Lawrence Livermore National Laboratory Makes 3D Printed Nanoporous Gold That Could Change the Design of Electrochemical Reactors
Nanoporous metals are strong catalysts for chemical reactions, as they have a large surface area and high electrical conductivity. This makes them well-suited to applications such as electrochemical reactors, sensors and actuators.
The researchers combined an extrusion-based direct ink writing process with an alloying and dealloying process to engineer nanoporous gold into three distinct scales, from the microscale to the nanoscale. According to the team, the hierarchical structure “dramatically improves mass transport and reaction rates for both liquid and gases.” Being able to manipulate the catalyst’s surface area to generate electrochemical reactions through 3D printing could have a big impact on electrochemical plants, which currently rely mostly on thermal energy.“If you consider traditional machining processes, it’s time consuming and you waste a lot of materials — also, you don’t have the capability to create complex structures,” said LLNL postdoctoral researcher Zhen Qi, a co-author on the paper. “By using 3D printing we can realize macroporous structures with application-specific flow patterns. By creating hierarchical structures, we provide pathways for fast mass transport to take full advantage of the large surface area of nanoporous materials. It’s also a way to save materials, especially precious metals.”

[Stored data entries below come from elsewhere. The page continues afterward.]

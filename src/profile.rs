//! Container decoder: header, auxiliary tables, operation nodes and
//! the resolution pass that attaches printable text to every node.

use anyhow::{anyhow, ensure, Result};
use tracing::warn;

use std::io::{Read, Seek, SeekFrom};

use crate::filter::{
    resolve_terminal, FilterCatalog, FilterResolver, ModifierCatalog,
};
use crate::op_node::{NodeTable, OperationNode, TerminalNode};
use crate::regex;
use crate::sb_reader::SbSeek;
use crate::ProfileHeader;

/// A fully decoded profile. All tables are read once and frozen; the
/// per-operation analysis borrows from here.
#[derive(Debug)]
pub struct DecodedProfile {
    pub header: ProfileHeader,
    pub regex_list: Vec<String>,
    pub global_vars: Vec<String>,
    /// Entitlement policy roots (empty in this header revision).
    pub policies: Vec<u16>,
    /// Dispatch table: entry 0 is the profile default terminal, entry
    /// `i` the root node of operation `sb_ops[i]`.
    pub op_table: Vec<u16>,
    pub nodes: NodeTable,
}

impl DecodedProfile {
    pub fn read<R: Read + Seek>(
        input: &mut R,
        sb_ops: &[String],
        filters: &FilterCatalog,
        modifiers: &ModifierCatalog,
    ) -> Result<Self> {
        let file_len = input.byte_len()?;
        input.seek(SeekFrom::Start(0))?;
        let header = ProfileHeader::read(input)?;
        header.validate(file_len)?;
        ensure!(
            sb_ops.len() == usize::from(header.sb_ops_count),
            "operations list names {} operations, profile dispatches {}",
            sb_ops.len(),
            header.sb_ops_count,
        );

        let base_addr = header.base_addr();

        // a broken regex poisons only its own slot
        let regex_slots = input.read_u16_table(
            header.regex_table_offset(),
            header.regex_count.into(),
        )?;
        let mut regex_list = Vec::with_capacity(regex_slots.len());
        for (index, &slot) in regex_slots.iter().enumerate() {
            let blob =
                input.read_indirect_record(base_addr, slot, file_len)?;
            let rendered = match regex::decode_regex(&blob) {
                Ok(rendered) => rendered,
                Err(err) => {
                    warn!(index, error = %err, "regex did not decode");
                    format!("unparsed-regex-{index}")
                }
            };
            regex_list.push(rendered);
        }

        let var_slots = input
            .read_u16_table(header.vars_offset(), header.vars_count.into())?;
        let mut global_vars = Vec::with_capacity(var_slots.len());
        for &slot in &var_slots {
            global_vars
                .push(input.read_indirect_c_string(base_addr, slot, file_len)?);
        }

        let policies = input.read_u16_table(
            header.entitlements_offset(),
            header.entitlements_count.into(),
        )?;

        let op_table = input.read_u16_table(
            header.op_table_offset(),
            header.sb_ops_count.into(),
        )?;
        ensure!(!op_table.is_empty(), "profile dispatches no operations");

        input.seek(SeekFrom::Start(header.operation_nodes_offset()))?;
        let mut nodes = NodeTable::read(input, header.op_nodes_count)?;
        for &root in &op_table {
            ensure!(
                usize::from(root) < nodes.len(),
                "dispatch table entry {root} is outside the node table",
            );
        }

        // resolution pass: text for every non-terminal, then every
        // terminal
        let mut resolver = FilterResolver::new(
            input,
            file_len,
            base_addr,
            &regex_list,
            &global_vars,
            filters,
        );
        for node in nodes.iter_mut() {
            if let OperationNode::NonTerminal(nt) = node {
                nt.filter =
                    Some(resolver.resolve(nt.filter_id, nt.argument_id));
            }
        }
        drop(resolver);
        let node_count = nodes.len();
        for node in nodes.iter_mut() {
            if let OperationNode::Terminal(terminal) = node {
                let rendered = resolve_terminal(
                    input,
                    file_len,
                    base_addr,
                    modifiers,
                    sb_ops,
                    &policies,
                    node_count,
                    terminal,
                );
                terminal.rendered = Some(rendered);
            }
        }

        Ok(Self {
            header,
            regex_list,
            global_vars,
            policies,
            op_table,
            nodes,
        })
    }

    /// Entry 0 of the dispatch table; every operation without a rule
    /// of its own falls back to this decision.
    pub fn default_terminal(&self) -> Result<&TerminalNode> {
        let offset = self.op_table[0];
        self.nodes
            .get(offset)
            .and_then(OperationNode::as_terminal)
            .ok_or_else(|| {
                anyhow!("profile default node {offset} is not a terminal")
            })
    }
}

#[cfg(test)]
mod tests {
    use super::*;

    use std::io::Cursor;

    use crate::test::ProfileImage;

    fn empty_catalogs() -> (FilterCatalog, ModifierCatalog) {
        (
            FilterCatalog::from_json("{}").unwrap(),
            ModifierCatalog::from_json("{}").unwrap(),
        )
    }

    #[test]
    fn decode_minimal_profile() {
        let mut image = ProfileImage::new();
        image.push_node([0x01, 0x01, 0, 0, 0, 0, 0, 0]); // deny default
        image.op_table(&[0]);
        let bytes = image.build();
        let (filters, modifiers) = empty_catalogs();
        let sb_ops = [String::from("default")];
        let mut input = Cursor::new(bytes);
        let profile =
            DecodedProfile::read(&mut input, &sb_ops, &filters, &modifiers)
                .unwrap();
        assert_eq!(profile.op_table, [0]);
        assert_eq!(profile.nodes.len(), 1);
        assert!(profile.default_terminal().is_ok());
    }

    #[test]
    fn global_vars_decode() {
        let mut image = ProfileImage::new();
        image.push_node([0x01, 0x01, 0, 0, 0, 0, 0, 0]);
        image.op_table(&[0]);
        image.push_var("HOME");
        let bytes = image.build();
        let (filters, modifiers) = empty_catalogs();
        let sb_ops = [String::from("default")];
        let mut input = Cursor::new(bytes);
        let profile =
            DecodedProfile::read(&mut input, &sb_ops, &filters, &modifiers)
                .unwrap();
        assert_eq!(profile.global_vars, ["HOME"]);
    }

    #[test]
    fn broken_regex_degrades_to_placeholder() {
        let mut image = ProfileImage::new();
        image.push_node([0x01, 0x01, 0, 0, 0, 0, 0, 0]);
        image.op_table(&[0]);
        image.push_regex(&[0xFF, 0xFF, 0xFF, 0xFF]); // bad magic
        let bytes = image.build();
        let (filters, modifiers) = empty_catalogs();
        let sb_ops = [String::from("default")];
        let mut input = Cursor::new(bytes);
        let profile =
            DecodedProfile::read(&mut input, &sb_ops, &filters, &modifiers)
                .unwrap();
        assert_eq!(profile.regex_list, ["unparsed-regex-0"]);
    }

    #[test]
    fn operations_list_length_must_match() {
        let mut image = ProfileImage::new();
        image.push_node([0x01, 0x01, 0, 0, 0, 0, 0, 0]);
        image.op_table(&[0]);
        let bytes = image.build();
        let (filters, modifiers) = empty_catalogs();
        let sb_ops = [String::from("default"), String::from("extra")];
        let mut input = Cursor::new(bytes);
        let err =
            DecodedProfile::read(&mut input, &sb_ops, &filters, &modifiers)
                .unwrap_err();
        assert!(err.to_string().contains("operations list"));
    }

    #[test]
    fn dispatch_entry_outside_node_table_is_rejected() {
        let mut image = ProfileImage::new();
        image.push_node([0x01, 0x01, 0, 0, 0, 0, 0, 0]);
        image.op_table(&[7]);
        let bytes = image.build();
        let (filters, modifiers) = empty_catalogs();
        let sb_ops = [String::from("default")];
        let mut input = Cursor::new(bytes);
        let err =
            DecodedProfile::read(&mut input, &sb_ops, &filters, &modifiers)
                .unwrap_err();
        assert!(err.to_string().contains("outside the node table"));
    }

    #[test]
    fn non_terminal_default_is_rejected() {
        let mut image = ProfileImage::new();
        image.push_node([0x00, 0x01, 0, 0, 0x01, 0, 0x01, 0]);
        image.push_node([0x01, 0x01, 0, 0, 0, 0, 0, 0]);
        image.op_table(&[0]);
        let bytes = image.build();
        let (filters, modifiers) = empty_catalogs();
        let sb_ops = [String::from("default")];
        let mut input = Cursor::new(bytes);
        let profile =
            DecodedProfile::read(&mut input, &sb_ops, &filters, &modifiers)
                .unwrap();
        assert!(profile.default_terminal().is_err());
    }
}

“By controlling the multiscale morphology and surface area of 3D porous materials, you can start to manipulate the mass transport properties of these materials,” said LLNL researcher Eric Duoss. “With hierarchal structures you have channels that can handle transfer of reactants and products for different reactions. It’s like transportation systems, where you go from seven-lane expressways down to multiple lane highways to thoroughfares and side streets, but instead of transporting vehicles we’re transporting molecules.”
LLNL researcher Cheng Zhu and former postdoctoral student Wen Chen made inks out of gold and silver nanoparticles, which were then 3D printed. The printed parts were placed into a furnace to allow the particles to coalesce into a gold-silver alloy. The team then put the parts into a chemical bath that removed the silver in a process called dealloying, leaving porous gold behind.
“The final part is a 3D hierarchical gold architecture comprising the macroscale printed pores and the nanoscale pores that result from dealloying,” said Chen, who is currently a professor at the University of Massachusetts-Amherst. “Such hierarchical 3D architectures allow us to digitally control the morphology of the macropores, which allowed us to realize the desired rapid mass transport behavior.”
According to Zhu and Chen, the method can also be applied to other metals such as magnesium, nickel and copper, opening up 3D printing applications in fields such as catalysis, batteries, supercapacitors and carbon dioxide reduction.
The challenge in catalysis, according to LLNL researcher Juergen Biener, is in combining high surface area with rapid transport.
“While additive manufacturing is an ideal tool to create complex macroscale structures, it remains extremely difficult to directly introduce the nanostructures that provide the required high surface area,” Biener said. “We overcame this challenge by developing a metallic ink-based approach that allowed us to introduce nanoporosity through a selective corrosion process called dealloying.”
Biener said that the team’s extrusion-based approach is universal and scalable, provides tooling-free control over the macroscopic sample shape, and enables integration of nanoporosity in an application-specific engineered macroporous network structure. These advantages open new design possibilities for chemical reactor and energy storage and conversion devices.
The project is part of a feasibility study into a proposed strategic initiative to create 3D electrochemical reactors in which scientists could have greater control over catalysts and reduce transport limitations. Instead of large electrochemical plants, which are located near oil refineries or in remote areas, modular reactor networks could be created in a series that could be easily replaceable and transportable to locations near sources of abundant renewable energy or carbon dioxide.
“There are a whole lot of scientific and engineering challenges left, but it could have significant impact,” said Chris Spadaccini, director of LLNL’s Center for Engineered Materials and Manufacturing. “Scaling up should be easier with small-scale reactors because you can parallelize. You could have an array of small 3D reactors together instead of one large vessel enabling you to control the chemical reaction process more effectively.”
The researchers are also starting to explore other materials that could be catalysts for other reactions.
Authors of the paper include Cheng Zhu, Zhen Qi, Victor A. Beck, Mathilde Luneau, Judith Lattimer, Wen Chen, Marcus A. Worsley, Jianchao Ye, Eric B. Duoss, Christopher M. Spadaccini, Cynthia M. Friend and Juergen Biener.